[Start of Attachment]

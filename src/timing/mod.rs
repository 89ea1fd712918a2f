// Copyright (c) 2026 Robert L. Snyder, Sierra Vista, AZ
// Licensed under the MIT License. See LICENSE file in the project root for details.

//! Timing and clock module.
//!
//! This module provides the audio clocks the scheduler places clicks on,
//! plus the supported tempo range.

pub mod clock;

pub use clock::{
    clamp_tempo, AudioClock, ManualClock, StreamClock, SystemClock, MAX_TEMPO, MIN_TEMPO,
};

[End of Attachment]

-- Task statement --
Each record is to be given again in full, exactly as it reads.

-- Expected output --
filename src/timing/mod.rs
repository 89ea1fd712918a2f
// Copyright (c) 2026 Robert L. Snyder, Sierra Vista, AZ
// Licensed under the MIT License. See LICENSE file in the project root for details.

//! Timing and clock module.
//!
//! This module provides the audio clocks the scheduler places clicks on,
//! plus the supported tempo range.

pub mod clock;

pub use clock::{
    clamp_tempo, AudioClock, ManualClock, StreamClock, SystemClock, MAX_TEMPO, MIN_TEMPO,
};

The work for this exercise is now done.